Figure 1. — SKHEP1 exhibits productive uptake of anti-miR-21. (A) SKHEP1, A549 and HUCCT1 cells expressing miR-21 luciferase reporter were transfected with a dilution series of anti-miR-21 or MM control, and miR-21 luciferase reporter activity was measured at 24 h post-transfection. Mean ± SEM, n = 3. (B) Anti-miR-21 or MM control was added to the culture media of the SKHEP1, A549 and HUCCT1 miR-21 reporter cell lines. Luciferase activity was measured after 72 h of uptake. Mean ± SEM, n = 3. (C) SKHEP1 cells were treated with PBS or oligonucleotides (anti-miR-21 or MM control) at concentrations of either 1 or 10 μM. After 72 h of anti-miR treatment, total RNA was isolated and qPCR was performed to measure expression of the endogenous miR-21 targets ANKRD46 and DDAH1. Expression levels in PBS-treated samples are indicated by the dotted line. *P ≤ 0.05, Mean ± 1 SD, n = 2. (D) A dilution series of anti-miR-21 or two different MM controls was added to the culture media of SKHEP1 and relative cell number was quantified after 5 days treatment. Mean ± SEM, n = 3.

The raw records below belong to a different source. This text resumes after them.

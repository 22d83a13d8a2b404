//! Built-in catalogs: system tweaks and essential applications.
//!
//! The catalog is pure data plus wiring: each tweak is a set of registry
//! writes expressed against the [`SettingStore`] seam, each application is
//! one WinGet package id. Population happens once at startup; the registry
//! is read-only afterwards.

use crate::action::Action;
use crate::error::Result;
use crate::registry::ActionRegistry;
use crate::settings::{Hive, SettingStore};
use crate::winget::PackageTool;
use std::sync::Arc;
use strum::{Display, EnumString};

/// Catalog section an action belongs to.
#[derive(Debug, Clone, Copy, PartialEq, Eq)]
#[derive(Display, EnumString)]
pub enum Section {
    #[strum(serialize = "System Tweaks")]
    Tweaks,
    #[strum(serialize = "Essential Apps (WinGet)")]
    Apps,
}

/// One registry value a tweak writes.
struct RegValue {
    hive: Hive,
    path: &'static str,
    name: &'static str,
    value: u32,
}

/// Static tweak table: id, label, recommended flag, and the values written.
struct TweakDef {
    id: &'static str,
    label: &'static str,
    recommended: bool,
    writes: &'static [RegValue],
}

const TWEAKS: &[TweakDef] = &[
    TweakDef {
        id: "disable-advertising-id",
        label: "Disable Advertising ID",
        recommended: true,
        writes: &[RegValue {
            hive: Hive::CurrentUser,
            path: "Software\\Microsoft\\Windows\\CurrentVersion\\AdvertisingInfo",
            name: "Enabled",
            value: 0,
        }],
    },
    TweakDef {
        id: "show-file-extensions",
        label: "Show File Extensions",
        recommended: true,
        writes: &[RegValue {
            hive: Hive::CurrentUser,
            path: "Software\\Microsoft\\Windows\\CurrentVersion\\Explorer\\Advanced",
            name: "HideFileExt",
            value: 0,
        }],
    },
    TweakDef {
        id: "disable-windows-tips",
        label: "Disable Windows Tips",
        recommended: true,
        writes: &[RegValue {
            hive: Hive::CurrentUser,
            path: "Software\\Microsoft\\Windows\\CurrentVersion\\ContentDeliveryManager",
            name: "SubscribedContent-338388Enabled",
            value: 0,
        }],
    },
    TweakDef {
        id: "disable-bing-search",
        label: "Disable Bing Search in Start Menu",
        recommended: true,
        writes: &[RegValue {
            hive: Hive::CurrentUser,
            path: "Software\\Microsoft\\Windows\\CurrentVersion\\Search",
            name: "BingSearchEnabled",
            value: 0,
        }],
    },
    TweakDef {
        id: "disable-copilot",
        label: "Disable Windows Copilot",
        recommended: true,
        // Policy value plus the taskbar button toggle, both per-user.
        writes: &[
            RegValue {
                hive: Hive::CurrentUser,
                path: "SOFTWARE\\Policies\\Microsoft\\Windows\\WindowsCopilot",
                name: "TurnOffWindowsCopilot",
                value: 1,
            },
            RegValue {
                hive: Hive::CurrentUser,
                path: "Software\\Microsoft\\Windows\\CurrentVersion\\Explorer\\Advanced",
                name: "ShowCopilotButton",
                value: 0,
            },
        ],
    },
];

/// Static application table: display name and WinGet package id.
const APPS: &[(&str, &str)] = &[
    ("Google Chrome", "Google.Chrome"),
    ("Mozilla Firefox", "Mozilla.Firefox"),
    ("Brave Browser", "Brave.Brave"),
    ("7-Zip", "7zip.7zip"),
    ("Notepad++", "Notepad++.Notepad++"),
    ("Everything (Voidtools)", "voidtools.Everything"),
    ("Visual Studio Code", "Microsoft.VisualStudioCode"),
    ("Git", "Git.Git"),
    ("VLC Media Player", "VideoLAN.VLC"),
];

/// Build the tweak registry against a settings backend.
pub fn tweak_registry(store: Arc<dyn SettingStore>) -> Result<ActionRegistry> {
    let mut registry = ActionRegistry::new();
    for def in TWEAKS {
        let store = Arc::clone(&store);
        let writes = def.writes;
        registry.register(Action::new(
            def.id,
            def.label,
            def.recommended,
            Box::new(move || {
                for w in writes {
                    store.set_dword(w.hive, w.path, w.name, w.value)?;
                }
                Ok(())
            }),
        ))?;
    }
    Ok(registry)
}

/// Build the application registry against a package tool.
pub fn app_registry(tool: Arc<PackageTool>) -> Result<ActionRegistry> {
    let mut registry = ActionRegistry::new();
    for (label, package_id) in APPS {
        registry.register(tool.install_action(*label, *package_id))?;
    }
    Ok(registry)
}
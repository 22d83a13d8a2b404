//! Action data model
//!
//! An [`Action`] is one independent unit of configuration or installation
//! work: a stable id, a display label, a "recommended" default-selection
//! hint, and a fallible zero-argument operation. Actions are created once at
//! catalog population time and live for the duration of the process; the
//! engine only ever invokes them, it never constructs them.
//!
//! [`RunResult`] is the aggregate outcome of one run: one
//! [`ActionOutcome`] per selected action, in execution order, regardless of
//! how many of them failed.

use serde::Serialize;
use std::fmt;
use std::sync::Arc;

/// A zero-argument, side-effecting procedure that may fail.
///
/// Failure is signalled through the returned `anyhow::Result`; the engine
/// captures it as a per-action outcome and keeps going.
pub type Operation = Box<dyn Fn() -> anyhow::Result<()> + Send + Sync>;

/// One independent unit of configuration or installation work.
pub struct Action {
    /// Stable identifier, unique within its registry.
    pub id: String,
    /// Display name. Not load-bearing for the engine.
    pub label: String,
    /// Default-selection hint.
    pub recommended: bool,
    /// The work itself.
    operation: Operation,
}

impl Action {
    /// Create a new action.
    pub fn new(
        id: impl Into<String>,
        label: impl Into<String>,
        recommended: bool,
        operation: Operation,
    ) -> Self {
        Self {
            id: id.into(),
            label: label.into(),
            recommended,
            operation,
        }
    }

    /// Invoke the action's operation.
    pub fn invoke(&self) -> anyhow::Result<()> {
        (self.operation)()
    }
}

impl fmt::Debug for Action {
    fn fmt(&self, f: &mut fmt::Formatter<'_>) -> fmt::Result {
        f.debug_struct("Action")
            .field("id", &self.id)
            .field("label", &self.label)
            .field("recommended", &self.recommended)
            .finish()
    }
}

/// An ordered sequence of actions chosen for one run.
///
/// Rebuilt from user intent before each run; never persisted.
pub type Selection = Vec<Arc<Action>>;

/// Terminal status of one executed action.
#[derive(Debug, Clone, PartialEq, Eq, Serialize)]
#[serde(tag = "status", content = "reason", rename_all = "snake_case")]
pub enum ActionStatus {
    /// The operation returned normally.
    Succeeded,
    /// The operation faulted; the payload is the captured fault description.
    Failed(String),
}

impl ActionStatus {
    pub fn is_failed(&self) -> bool {
        matches!(self, Self::Failed(_))
    }
}

impl fmt::Display for ActionStatus {
    fn fmt(&self, f: &mut fmt::Formatter<'_>) -> fmt::Result {
        match self {
            Self::Succeeded => write!(f, "ok"),
            Self::Failed(reason) => write!(f, "failed: {}", reason),
        }
    }
}

/// Outcome of one executed action.
#[derive(Debug, Clone, PartialEq, Eq, Serialize)]
pub struct ActionOutcome {
    /// Id of the action that ran.
    pub id: String,
    #[serde(flatten)]
    pub status: ActionStatus,
}

/// Aggregate outcome of one execution of a selection.
///
/// Invariant: `outcomes.len() == total()` always, even when some actions
/// failed. A failing action is recorded and the run continues.
#[derive(Debug, Clone, Default, Serialize)]
pub struct RunResult {
    /// Per-action outcomes, in execution order.
    pub outcomes: Vec<ActionOutcome>,
}

impl RunResult {
    /// Count of actions attempted.
    pub fn total(&self) -> usize {
        self.outcomes.len()
    }

    /// Count of actions processed to completion (success or failure).
    pub fn completed_count(&self) -> usize {
        self.outcomes.len()
    }

    /// Count of actions whose operation faulted.
    pub fn failed_count(&self) -> usize {
        self.outcomes.iter().filter(|o| o.status.is_failed()).count()
    }

    /// Count of actions whose operation returned normally.
    pub fn succeeded_count(&self) -> usize {
        self.total() - self.failed_count()
    }

    /// True when the run had nothing to do.
    ///
    /// Callers must treat this as a distinct "nothing to do" outcome rather
    /// than success or failure.
    pub fn is_empty(&self) -> bool {
        self.outcomes.is_empty()
    }

    /// Human-readable one-line summary, e.g. `8 of 9 succeeded, 1 failed`.
    pub fn summary(&self) -> String {
        if self.is_empty() {
            return "nothing to do".to_string();
        }
        let mut line = format!("{} of {} succeeded", self.succeeded_count(), self.total());
        if self.failed_count() > 0 {
            line.push_str(&format!(", {} failed", self.failed_count()));
        }
        line
    }
}
//! Action registry
//!
//! Holds the process-scoped catalog of available actions and answers the
//! lookup queries the rest of the tool is built on. The registry decouples
//! *what actions exist* from *how they run*; running them is the engine's
//! job (see [`crate::engine`]).
//!
//! Built once at startup, read-only thereafter. Insertion order is stable
//! and is the order selections are produced in.

use crate::action::{Action, Selection};
use crate::error::{DebloatError, Result};
use std::collections::HashSet;
use std::sync::Arc;

/// Ordered catalog of actions with unique ids.
#[derive(Debug, Default)]
pub struct ActionRegistry {
    actions: Vec<Arc<Action>>,
}

impl ActionRegistry {
    /// Create an empty registry.
    pub fn new() -> Self {
        Self::default()
    }

    /// Append an action to the catalog.
    ///
    /// Fails with [`DebloatError::DuplicateId`] if an action with the same
    /// id is already registered; the first registration is retained.
    pub fn register(&mut self, action: Action) -> Result<()> {
        if self.actions.iter().any(|a| a.id == action.id) {
            return Err(DebloatError::duplicate_id(action.id));
        }
        self.actions.push(Arc::new(action));
        Ok(())
    }

    /// The full catalog, in insertion order.
    pub fn all(&self) -> Selection {
        self.actions.clone()
    }

    /// The subsequence of recommended actions, in catalog order.
    pub fn select_recommended(&self) -> Selection {
        self.actions
            .iter()
            .filter(|a| a.recommended)
            .cloned()
            .collect()
    }

    /// Resolve a set of ids to their actions, in catalog order.
    ///
    /// All-or-nothing: fails with [`DebloatError::UnknownId`] for the first
    /// identifier not present rather than silently dropping it.
    pub fn by_ids<I, S>(&self, ids: I) -> Result<Selection>
    where
        I: IntoIterator<Item = S>,
        S: AsRef<str>,
    {
        let mut wanted = HashSet::new();
        for id in ids {
            let id = id.as_ref();
            if !self.actions.iter().any(|a| a.id == id) {
                return Err(DebloatError::unknown_id(id));
            }
            wanted.insert(id.to_string());
        }
        Ok(self
            .actions
            .iter()
            .filter(|a| wanted.contains(&a.id))
            .cloned()
            .collect())
    }

    /// Look up a single action by id.
    pub fn get(&self, id: &str) -> Option<Arc<Action>> {
        self.actions.iter().find(|a| a.id == id).cloned()
    }

    /// Number of registered actions.
    pub fn len(&self) -> usize {
        self.actions.len()
    }

    /// True when no actions are registered.
    pub fn is_empty(&self) -> bool {
        self.actions.is_empty()
    }
}
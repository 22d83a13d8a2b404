//! WinGet client and the availability-gated install pipeline.
//!
//! Installing an application means invoking the external package manager as
//! a subprocess with a fixed argument shape and waiting for it to exit;
//! nonzero exit is a per-item failure. Before committing to a batch of
//! installs, [`run_installs`] runs a preflight probe: invoke the tool with
//! its version flag under a short capped wait. If the tool is unreachable
//! the whole batch short-circuits with a single [`InstallReport::ToolUnavailable`]
//! and zero install invocations, instead of producing N misleading
//! per-item failures.

use crate::action::{Action, RunResult, Selection};
use crate::engine::run_selection;
use crate::progress::ProgressSink;
use std::process::{Command, Stdio};
use std::time::{Duration, Instant};
use tracing::{debug, info, warn};

/// How long the availability probe waits for `<tool> --version` to exit.
const PROBE_TIMEOUT: Duration = Duration::from_secs(2);

/// Client for the external package-management tool.
///
/// The program name and probe timeout are configurable so tests can
/// substitute stub binaries; production uses the defaults.
#[derive(Debug, Clone)]
pub struct PackageTool {
    program: String,
    probe_timeout: Duration,
    dry_run: bool,
}

impl Default for PackageTool {
    fn default() -> Self {
        Self {
            program: "winget".to_string(),
            probe_timeout: PROBE_TIMEOUT,
            dry_run: false,
        }
    }
}

impl PackageTool {
    pub fn new() -> Self {
        Self::default()
    }

    /// Use a different executable in place of `winget`.
    pub fn with_program(program: impl Into<String>) -> Self {
        Self {
            program: program.into(),
            ..Self::default()
        }
    }

    /// Override the probe's capped wait.
    pub fn with_probe_timeout(mut self, timeout: Duration) -> Self {
        self.probe_timeout = timeout;
        self
    }

    /// Log install commands instead of running them.
    pub fn dry_run(mut self) -> Self {
        self.dry_run = true;
        self
    }

    /// The fixed argument shape for installing one package.
    pub fn install_args(package_id: &str) -> Vec<String> {
        vec![
            "install".to_string(),
            "--id".to_string(),
            package_id.to_string(),
            "--silent".to_string(),
            "--accept-package-agreements".to_string(),
            "--accept-source-agreements".to_string(),
        ]
    }

    /// Probe whether the tool is reachable.
    ///
    /// Availability = the process starts and exits zero within the capped
    /// wait. A process still running at the deadline is killed and counted
    /// as unavailable.
    pub fn is_available(&self) -> bool {
        debug!(program = %self.program, "probing package tool availability");
        let mut child = match Command::new(&self.program)
            .arg("--version")
            .stdin(Stdio::null())
            .stdout(Stdio::null())
            .stderr(Stdio::null())
            .spawn()
        {
            Ok(child) => child,
            Err(e) => {
                debug!("package tool probe failed to spawn: {}", e);
                return false;
            }
        };

        let deadline = Instant::now() + self.probe_timeout;
        loop {
            match child.try_wait() {
                Ok(Some(status)) => return status.success(),
                Ok(None) => {
                    if Instant::now() >= deadline {
                        warn!(
                            "package tool probe still running after {:?}, giving up",
                            self.probe_timeout
                        );
                        let _ = child.kill();
                        let _ = child.wait();
                        return false;
                    }
                    std::thread::sleep(Duration::from_millis(25));
                }
                Err(e) => {
                    debug!("package tool probe wait failed: {}", e);
                    return false;
                }
            }
        }
    }

    /// Install one package, waiting for the tool to exit.
    pub fn install(&self, package_id: &str) -> anyhow::Result<()> {
        if self.dry_run {
            info!(
                "[dry-run] would run: {} {}",
                self.program,
                Self::install_args(package_id).join(" ")
            );
            return Ok(());
        }

        info!(%package_id, "installing package");
        let status = Command::new(&self.program)
            .args(Self::install_args(package_id))
            .stdin(Stdio::null())
            .stdout(Stdio::null())
            .stderr(Stdio::null())
            .status()
            .map_err(|e| anyhow::anyhow!("failed to run {}: {}", self.program, e))?;

        if status.success() {
            Ok(())
        } else {
            anyhow::bail!(
                "install of {} failed (exit code {})",
                package_id,
                status.code().unwrap_or(-1)
            )
        }
    }

    /// Build an engine action that installs one named package.
    ///
    /// The package identifier doubles as the action id; it is already
    /// stable and unique within the application catalog.
    pub fn install_action(
        &self,
        label: impl Into<String>,
        package_id: impl Into<String>,
    ) -> Action {
        let package_id = package_id.into();
        let tool = self.clone();
        let id_for_op = package_id.clone();
        Action::new(
            package_id,
            label,
            false,
            Box::new(move || tool.install(&id_for_op)),
        )
    }
}

/// Outcome of one call to [`run_installs`].
#[derive(Debug)]
pub enum InstallReport {
    /// Preflight failed; no installs were attempted.
    ToolUnavailable,
    /// The selection ran; inspect the [`RunResult`] for per-item outcomes.
    Completed(RunResult),
}

/// Run a selection of install actions, gated on tool availability.
///
/// If the preflight probe reports the tool unreachable, returns
/// [`InstallReport::ToolUnavailable`] without dispatching any of the
/// selection. Otherwise the selection runs through the ordinary engine
/// contract: serial, failure-isolated, one progress event per item.
pub fn run_installs(
    tool: &PackageTool,
    selection: &Selection,
    sink: &dyn ProgressSink,
) -> InstallReport {
    if !tool.is_available() {
        warn!("package tool unavailable, skipping {} install(s)", selection.len());
        return InstallReport::ToolUnavailable;
    }
    InstallReport::Completed(run_selection(selection, sink))
}
//! windebloat library
//!
//! Core functionality for the Windows 11 debloat utility: an action
//! registry, a serial execution engine with progress reporting and
//! per-action failure isolation, and the WinGet install pipeline.

pub mod action;
pub mod catalog;
pub mod cli;
pub mod engine;
pub mod error;
pub mod progress;
pub mod registry;
pub mod settings;
pub mod winget;

// Re-export main types for convenience
pub use action::{Action, ActionOutcome, ActionStatus, Operation, RunResult, Selection};
pub use catalog::{app_registry, tweak_registry, Section};
pub use engine::{run_selection, spawn_engine_thread, EngineEvent, RunId, RunRequest};
pub use error::{DebloatError, Result};
pub use progress::{CollectingSink, FnSink, NullSink, ProgressEvent, ProgressSink};
pub use registry::ActionRegistry;
pub use settings::{DryRunStore, Hive, MemoryStore, RegCommand, SettingStore};
pub use winget::{run_installs, InstallReport, PackageTool};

We next evaluated the uptake of anti-miR oligonucleotides in the absence of cationic lipid-based transfection by adding anti-miR-21 or MM control oligonucleotide directly to the culture media of A549, HUCCT1 and SKHEP1 miR-21 reporter cell lines and measuring miR-21 inhibition after 72 h. Treatment of SKHEP1 cells with anti-miR-21, but not with MM control, showed a dose-dependent increase in luciferase activity (Figure 1B). In contrast, both A549 and HUCCT1 displayed limited productive free uptake of anti-miR compound. Compared to transfection-based delivery, unassisted uptake had slower kinetics and required higher doses of anti-miR-21, which is consistent with earlier reports using single-stranded anti-sense oligonucleotide (20).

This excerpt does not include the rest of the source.